A must read for anyone navigating the work of justice and healing. Rabbi Ruttenberg weaves together stories and insights that prompt big questions for every person who aspires to build bridges and help shape a more just and inclusive nation and world.

Ruttenberg's book sets out guidelines for full-hearted repentance - the kind of atonement that people should do, but often don't.

Excellent, necessary... Her careful and thoughtful writing frequently includes the voices of others, centering the needs of victims and holding the words of perpetrators to account.

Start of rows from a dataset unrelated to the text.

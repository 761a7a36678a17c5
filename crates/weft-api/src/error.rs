//! API error types

use thiserror::Error;

/// Errors produced by the store API client.
#[derive(Debug, Error)]
pub enum ApiError {
    /// Configuration has no store host
    #[error("No store configured; run 'weft configure' first")]
    MissingStore,

    /// Configuration has no theme id
    #[error("No theme_id configured; run 'weft configure' with a theme id first")]
    MissingThemeId,

    /// Transport-level failure (connect, TLS, body read)
    #[error("HTTP transport error: {0}")]
    Transport(#[from] reqwest::Error),

    /// Terminal non-2xx response after retries were exhausted
    #[error("Store API returned {status}: {message}")]
    Status {
        /// HTTP status code
        status: u16,
        /// Response body, as far as it could be read
        message: String,
    },

    /// Asset payload carried neither a value nor an attachment
    #[error("Malformed asset payload for '{0}'")]
    MalformedAsset(String),

    /// Attachment was not valid base64
    #[error("Invalid base64 attachment: {0}")]
    Attachment(#[from] base64::DecodeError),
}

#[cfg(test)]
mod tests {
    use super::*;

    #[test]
    fn test_status_display() {
        let err = ApiError::Status {
            status: 422,
            message: "asset key taken".to_string(),
        };
        assert_eq!(err.to_string(), "Store API returned 422: asset key taken");
    }

    #[test]
    fn test_malformed_asset_display() {
        let err = ApiError::MalformedAsset("assets/x.png".to_string());
        assert_eq!(
            err.to_string(),
            "Malformed asset payload for 'assets/x.png'"
        );
    }
}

In a time of war, poverty, violence, and pitched political and personal battles, are we able to face the harm we cause, allow, or even excuse? We must, says Jewish author, essayist, op-ed writer, and social activist Rabbi Danya Ruttenberg. She points to a guide who might steer us to transforming ourselves and our society - the medieval Jewish scholar Maimonides - in her new book, On Repentance and Repair: Making Amends in an Unapologetic World... The book releases just weeks Yom Kippur, the Jewish Day of Atonement. But Ruttenberg says Maimonides' advice holds true for anyone of any faith or none who seeks to wipe their soul's slate clean. She writes in the book that you can "pray and weep and pour out your heart (to God), but it's not going to do a dang thing until you've actually done the work... You must own the harm you have caused, you must do the work to change, you must make amends, apologize, and, if the opportunity arises, you must make different choices next time." PW talked with Ruttenberg about why she sees this transformative process as hard, hopeful, and essential. Read more...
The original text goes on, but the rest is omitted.